A second composer, Julia Miller, has been brought in to help students
write a school song.
The
chapter has also placed composer Howard Savage in residence at the Lathrop
Community Music Center. Savage is conducting after-school workshops with the
center's string ensemble and working with its members to compose three original
works for the ensemble. These pieces will be the highlight of a number of concerts
in several schools and churches throughout the community with which the center
has long-standing relationships.
CHAPTER
WELCOMES ASSISTANT TRACY GOLASZEWSKI
(OCTOBER
2000) The Chicago Chapter welcomes its new assistant
director Tracy Golaszewski. Golaszewski
earned her Master of Music from Roosevelt University. She has been principal rotation
horn with the Civic Orchestra of Chicago since 1998, and extra horn with the Chicago
Symphony Orchestra since 1999. Her administrative experience with the Saint Charles
Art and Music Festival includes writing publicity pieces, managing ticket sales,
recruitment of young musicians for a summer youth orchestra program, and working
as the assistant to the executive director.
CHAPTER
UPDATES
(SEPTEMBER
2000) In the few months since Paula Giannini took over
as director, the chapter has started development of new Community Partners projects.

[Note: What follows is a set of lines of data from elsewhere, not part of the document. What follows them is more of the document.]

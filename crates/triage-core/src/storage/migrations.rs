//! Database schema migrations.
//!
//! Migrations are versioned and applied automatically when opening the database.
//! The `schema_version` table tracks the current migration version.

use rusqlite::{Connection, Result as SqliteResult};

/// Current schema version.
pub const SCHEMA_VERSION: i32 = 2;

/// Apply all pending migrations to bring the database to the current schema version.
///
/// # Errors
/// Returns an error if migration fails.
pub fn migrate(conn: &Connection) -> SqliteResult<()> {
    create_schema_version_table(conn)?;

    let current_version = get_schema_version(conn)?;

    if current_version < 1 {
        migrate_v1(conn)?;
    }
    if current_version < 2 {
        migrate_v2(conn)?;
    }

    Ok(())
}

fn create_schema_version_table(conn: &Connection) -> SqliteResult<()> {
    conn.execute_batch(
        "CREATE TABLE IF NOT EXISTS schema_version (
            version INTEGER PRIMARY KEY
        );",
    )
}

/// Current schema version, 0 for a fresh database.
pub fn get_schema_version(conn: &Connection) -> SqliteResult<i32> {
    match conn.query_row("SELECT version FROM schema_version", [], |row| {
        row.get::<_, i32>(0)
    }) {
        Ok(v) => Ok(v),
        Err(rusqlite::Error::QueryReturnedNoRows) => Ok(0),
        Err(e) => Err(e),
    }
}

fn set_schema_version(conn: &Connection, version: i32) -> SqliteResult<()> {
    conn.execute("DELETE FROM schema_version", [])?;
    conn.execute("INSERT INTO schema_version (version) VALUES (?1)", [version])?;
    Ok(())
}

/// Migration v1: users, tasks, analyses and subtasks.
fn migrate_v1(conn: &Connection) -> SqliteResult<()> {
    let tx = conn.unchecked_transaction()?;
    tx.execute_batch(
        "CREATE TABLE IF NOT EXISTS users (
            id          INTEGER PRIMARY KEY AUTOINCREMENT,
            username    TEXT NOT NULL UNIQUE,
            total_xp    INTEGER NOT NULL DEFAULT 0,
            level       INTEGER NOT NULL DEFAULT 1,
            created_at  TEXT NOT NULL
        );

        CREATE TABLE IF NOT EXISTS tasks (
            id              INTEGER PRIMARY KEY AUTOINCREMENT,
            user_id         INTEGER NOT NULL REFERENCES users(id),
            title           TEXT NOT NULL,
            status          TEXT NOT NULL DEFAULT 'pending',
            priority_score  REAL NOT NULL,
            time_spent      INTEGER NOT NULL DEFAULT 0 CHECK (time_spent >= 0),
            last_started_at TEXT,
            xp_earned       INTEGER,
            created_at      TEXT NOT NULL,
            completed_at    TEXT
        );

        CREATE TABLE IF NOT EXISTS task_analysis (
            task_id          INTEGER PRIMARY KEY REFERENCES tasks(id),
            urgency_score    REAL NOT NULL,
            fear_score       REAL NOT NULL,
            interest_score   REAL NOT NULL,
            difficulty_score INTEGER NOT NULL,
            confidence       REAL NOT NULL,
            model_version    TEXT NOT NULL
        );

        CREATE TABLE IF NOT EXISTS subtasks (
            id           INTEGER PRIMARY KEY AUTOINCREMENT,
            task_id      INTEGER NOT NULL REFERENCES tasks(id),
            title        TEXT NOT NULL,
            order_index  INTEGER NOT NULL,
            status       TEXT NOT NULL DEFAULT 'pending',
            created_by   TEXT NOT NULL,
            completed_at TEXT
        );

        CREATE INDEX IF NOT EXISTS idx_tasks_user_status ON tasks(user_id, status);
        CREATE INDEX IF NOT EXISTS idx_subtasks_task ON subtasks(task_id, order_index);",
    )?;
    set_schema_version(&tx, 1)?;
    tx.commit()
}

/// Migration v2: at most one active task per user, enforced by SQLite.
fn migrate_v2(conn: &Connection) -> SqliteResult<()> {
    let tx = conn.unchecked_transaction()?;
    tx.execute_batch(
        "CREATE UNIQUE INDEX IF NOT EXISTS idx_tasks_one_active
            ON tasks(user_id) WHERE status = 'active';",
    )?;
    set_schema_version(&tx, 2)?;
    tx.commit()
}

Though most are still in their nascent stages, the approach has been to forge
long-term working relationships with a wide-ranging group of community organizations.
The chapter is currently looking into partnerships with public institutions, public
housing programs, schools and other educational programs.
(SEPTEMBER
2000) In the spring of 2001, the chapter will partner with music faculties
and students of the School of the Art Institute, Northwestern University, Roosevelt
University and Columbia College to support a daylong electro-acoustic music festival.
(SEPTEMBER 2000) The
chapter will join The Jazz Institute of Chicago and the Park Districts Chicago
Jazz and Heritage Program for a second year to continue The Chicago Composers
Project. The program offers inner-city community members the opportunity to work
collaboratively with a composer and legendary jazz musicians, helping re-connect
Chicagos communities with their own jazz history.